Cross-platform WebPageTest agent
Other
1 stars 0 forks source link

Add `rank` to `parsed_css` #14

Closed tunetheweb closed 2 months ago

tunetheweb commented 2 months ago

@pmeenan I know we looked at adding rank to all.requests and that's gonna take a bit more prep work, but I think we can add rank to all.parsed_css table this month. I just discovered that table isn't clustered at all, so needs recreating anyway, so might as well add rank at the same time.

I already have the historical data prepared in httparchive.scratchspace.parsed_css_bk_2024_09_07 so to recreate to the production table I just need to run the SQL below.

I think these are the changes required on the agent side to prepare that side but you'd know that better than me.

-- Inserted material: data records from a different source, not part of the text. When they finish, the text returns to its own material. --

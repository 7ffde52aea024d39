//! Listing - 任意の `ObjectStore` クライアント上の一覧取得とダウンロード
//!
//! `StorageConnection` は呼び出しごとに Azure クライアントを作ってここに渡す。
//! テストでは代わりにインメモリのストアを渡す。

use std::sync::Arc;

use bytes::Bytes;
use futures::stream::BoxStream;
use futures::{StreamExt, TryStreamExt, future, stream};
use object_store::path::Path;
use object_store::{ObjectMeta, ObjectStore};

use crate::domain::{BlobRecord, SyncError};

/// A lazy, finite listing of blob metadata under a name prefix.
///
/// The listing owns the client it was created with; pages are requested only
/// as the stream is polled.
pub struct BlobListing {
    client: Arc<dyn ObjectStore>,
    name_prefix: Option<String>,
}

impl BlobListing {
    pub fn new(client: Arc<dyn ObjectStore>, name_prefix: Option<&str>) -> Self {
        Self {
            client,
            name_prefix: name_prefix.filter(|p| !p.is_empty()).map(str::to_string),
        }
    }

    pub fn name_prefix(&self) -> Option<&str> {
        self.name_prefix.as_deref()
    }

    /// Entries whose names start with the prefix, in store order.
    ///
    /// The remote listing is segment based, so it is issued at the last `/`
    /// of the prefix and narrowed to a plain string prefix here.
    pub fn stream(&self) -> BoxStream<'_, Result<ObjectMeta, SyncError>> {
        let list_root = match self
            .name_prefix
            .as_deref()
            .and_then(|p| p.rsplit_once('/'))
            .map(|(dir, _)| Path::parse(dir))
            .transpose()
        {
            Ok(root) => root,
            Err(e) => {
                let err = SyncError::Store {
                    context: "name prefix is not a valid object path".to_string(),
                    source: e.into(),
                };
                return stream::once(future::ready(Err(err))).boxed();
            }
        };
        let name_prefix = self.name_prefix.clone();

        self.client
            .list(list_root.as_ref())
            .map_err(|source| SyncError::Store {
                context: "listing blobs failed".to_string(),
                source,
            })
            .try_filter(move |meta| {
                let keep = name_prefix
                    .as_deref()
                    .is_none_or(|p| meta.location.as_ref().starts_with(p));
                future::ready(keep)
            })
            .boxed()
    }

    /// Drain the listing into records, dropping names under `exclude_prefix`.
    pub async fn records(&self, exclude_prefix: Option<&str>) -> Result<Vec<BlobRecord>, SyncError> {
        let exclude_prefix = exclude_prefix.filter(|p| !p.is_empty());
        let mut stream = self.stream();
        let mut records = Vec::new();

        while let Some(meta) = stream.try_next().await? {
            let blob_name = meta.location.as_ref();
            if exclude_prefix.is_some_and(|p| blob_name.starts_with(p)) {
                tracing::trace!(blob_name, "excluded by prefix");
                continue;
            }
            records.push(BlobRecord::new(
                blob_name,
                meta.last_modified,
                meta.size as u64,
            )?);
        }
        Ok(records)
    }
}

/// Read the whole blob. Missing blobs map to `NotFound`, rejected credentials
/// to `Auth`.
///
/// `blob_name` is taken verbatim, exactly as the listing reported it.
pub async fn fetch_blob(client: &dyn ObjectStore, blob_name: &str) -> Result<Bytes, SyncError> {
    let location = Path::parse(blob_name).map_err(|e| SyncError::Store {
        context: format!("blob name '{blob_name}' is not a valid object path"),
        source: e.into(),
    })?;
    let result = client
        .get(&location)
        .await
        .map_err(|e| SyncError::from_store(blob_name, e))?;
    result
        .bytes()
        .await
        .map_err(|e| SyncError::from_store(blob_name, e))
}

#[cfg(test)]
pub(crate) mod tests {
    use super::*;
    use object_store::PutPayload;
    use object_store::memory::InMemory;

    pub(crate) async fn store_with(blobs: &[(&str, &'static str)]) -> Arc<dyn ObjectStore> {
        let store = InMemory::new();
        for (name, body) in blobs {
            store
                .put(&Path::parse(*name).unwrap(), PutPayload::from_static(body.as_bytes()))
                .await
                .unwrap();
        }
        Arc::new(store)
    }

    fn names(records: &[BlobRecord]) -> Vec<&str> {
        let mut names: Vec<&str> = records.iter().map(|r| r.blob_name.as_str()).collect();
        names.sort();
        names
    }

    #[tokio::test]
    async fn records_cover_every_blob_without_filters() {
        let store = store_with(&[
            ("2024/01/report.csv", "a\n1\n"),
            ("2024/02/report.csv", "a\n2\n"),
            ("archive/2023/report.csv", "a\n3\n"),
        ])
        .await;

        let records = BlobListing::new(store, None).records(None).await.unwrap();
        assert_eq!(
            names(&records),
            vec!["2024/01/report.csv", "2024/02/report.csv", "archive/2023/report.csv"]
        );
        let first = records.iter().find(|r| r.blob_name == "2024/01/report.csv").unwrap();
        assert_eq!(first.local_name, "01/report.csv");
        assert_eq!(first.size, 4);
    }

    #[tokio::test]
    async fn exclude_prefix_drops_matching_names_only() {
        let store = store_with(&[
            ("archive/2023/report.csv", "x"),
            ("2024/01/report.csv", "x"),
            ("archived/notes.csv", "x"),
            ("archive/2022/report.csv", "x"),
        ])
        .await;

        let records = BlobListing::new(store, None)
            .records(Some("archive/"))
            .await
            .unwrap();
        assert_eq!(names(&records), vec!["2024/01/report.csv", "archived/notes.csv"]);
        assert!(records.iter().all(|r| !r.blob_name.starts_with("archive/")));
    }

    #[tokio::test]
    async fn name_prefix_is_a_string_prefix() {
        let store = store_with(&[
            ("2024/01/report.csv", "x"),
            ("2024/02/report.csv", "x"),
            ("2024/10/report.csv", "x"),
            ("2025/01/report.csv", "x"),
        ])
        .await;

        let listing = BlobListing::new(store, Some("2024/0"));
        let records = listing.records(None).await.unwrap();
        assert_eq!(names(&records), vec!["2024/01/report.csv", "2024/02/report.csv"]);
    }

    #[tokio::test]
    async fn prefix_directory_with_reserved_characters_lists() {
        let store = store_with(&[("exports[eu]/a.csv", "x"), ("exports[eu]/b.csv", "x"), ("exports/c.csv", "x")]).await;

        let records = BlobListing::new(store, Some("exports[eu]/a"))
            .records(None)
            .await
            .unwrap();
        assert_eq!(names(&records), vec!["exports[eu]/a.csv"]);
    }

    #[tokio::test]
    async fn prefix_without_separator_lists_from_the_root() {
        let store = store_with(&[("costs/a.csv", "x"), ("costs-old/b.csv", "x"), ("other/c.csv", "x")]).await;

        let records = BlobListing::new(store, Some("costs"))
            .records(None)
            .await
            .unwrap();
        assert_eq!(names(&records), vec!["costs-old/b.csv", "costs/a.csv"]);
    }

    #[tokio::test]
    async fn malformed_name_aborts_the_listing() {
        let store = store_with(&[("2024/01/report.csv", "x"), ("noslash", "x")]).await;

        let err = BlobListing::new(store, None).records(None).await.unwrap_err();
        assert!(matches!(err, SyncError::MalformedName { ref blob_name } if blob_name == "noslash"));
    }

    #[tokio::test]
    async fn fetch_returns_content() {
        let store = store_with(&[("2024/01/report.csv", "a,b\n1,2\n")]).await;
        let bytes = fetch_blob(store.as_ref(), "2024/01/report.csv").await.unwrap();
        assert_eq!(&bytes[..], b"a,b\n1,2\n");
    }

    #[tokio::test]
    async fn listed_name_with_reserved_characters_downloads() {
        let store = store_with(&[("exports/cost[1]#a.csv", "a\n1\n")]).await;

        let records = BlobListing::new(store.clone(), None).records(None).await.unwrap();
        assert_eq!(names(&records), vec!["exports/cost[1]#a.csv"]);

        let bytes = fetch_blob(store.as_ref(), &records[0].blob_name).await.unwrap();
        assert_eq!(&bytes[..], b"a\n1\n");
    }

    #[tokio::test]
    async fn fetch_rejects_names_that_are_not_object_paths() {
        let store = store_with(&[]).await;
        let err = fetch_blob(store.as_ref(), "2024//report.csv").await.unwrap_err();
        assert!(matches!(err, SyncError::Store { .. }));
    }

    #[tokio::test]
    async fn fetch_missing_blob_is_not_found() {
        let store = store_with(&[]).await;
        let err = fetch_blob(store.as_ref(), "2024/01/gone.csv").await.unwrap_err();
        assert!(matches!(err, SyncError::NotFound { ref blob_name } if blob_name == "2024/01/gone.csv"));
    }
}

What do you think? Or too short a time to do it this month and we should just wait for next month?

CREATE OR REPLACE TABLE
`httparchive.all.parsed_css`
PARTITION BY date
CLUSTER BY client, rank, is_root_page, page
OPTIONS(require_partition_filter = TRUE)
AS
SELECT *
FROM `httparchive.scratchspace.parsed_css_bk_2024_09_07`
WHERE date = "2024-08-01";

INSERT INTO `httparchive.all.parsed_css`
SELECT *
FROM `httparchive.scratchspace.parsed_css_bk_2024_09_07`
WHERE date = "2024-07-01";

INSERT INTO `httparchive.all.parsed_css`
SELECT *
FROM `httparchive.scratchspace.parsed_css_bk_2024_09_07`
WHERE date = "2024-06-01";

INSERT INTO `httparchive.all.parsed_css`
SELECT *
FROM `httparchive.scratchspace.parsed_css_bk_2024_09_07`
WHERE date = "2024-05-01";

INSERT INTO `httparchive.all.parsed_css`
SELECT *
FROM `httparchive.scratchspace.parsed_css_bk_2024_09_07`
WHERE date = "2024-04-01";

INSERT INTO `httparchive.all.parsed_css`
SELECT *
FROM `httparchive.scratchspace.parsed_css_bk_2024_09_07`
WHERE date = "2024-03-01";

INSERT INTO `httparchive.all.parsed_css`
SELECT *
FROM `httparchive.scratchspace.parsed_css_bk_2024_09_07`
WHERE date = "2024-02-01";

INSERT INTO `httparchive.all.parsed_css`
SELECT *
FROM `httparchive.scratchspace.parsed_css_bk_2024_09_07`
WHERE date = "2024-01-01";

INSERT INTO `httparchive.all.parsed_css`
SELECT *
FROM `httparchive.scratchspace.parsed_css_bk_2024_09_07`
WHERE date = "2023-12-01";

INSERT INTO `httparchive.all.parsed_css`
SELECT *
FROM `httparchive.scratchspace.parsed_css_bk_2024_09_07`
WHERE date = "2023-11-01";

INSERT INTO `httparchive.all.parsed_css`
SELECT *
FROM `httparchive.scratchspace.parsed_css_bk_2024_09_07`
WHERE date = "2023-10-01";

INSERT INTO `httparchive.all.parsed_css`
SELECT *
FROM `httparchive.scratchspace.parsed_css_bk_2024_09_07`
WHERE date = "2023-09-01";
pmeenan commented 2 months ago

LGTM. Once the all table is ready I'll verify the proto and merge. FWIW, the json schema also needs to be updated and the build needs to be run to generate the python bindings but I can take care of that after it is merged.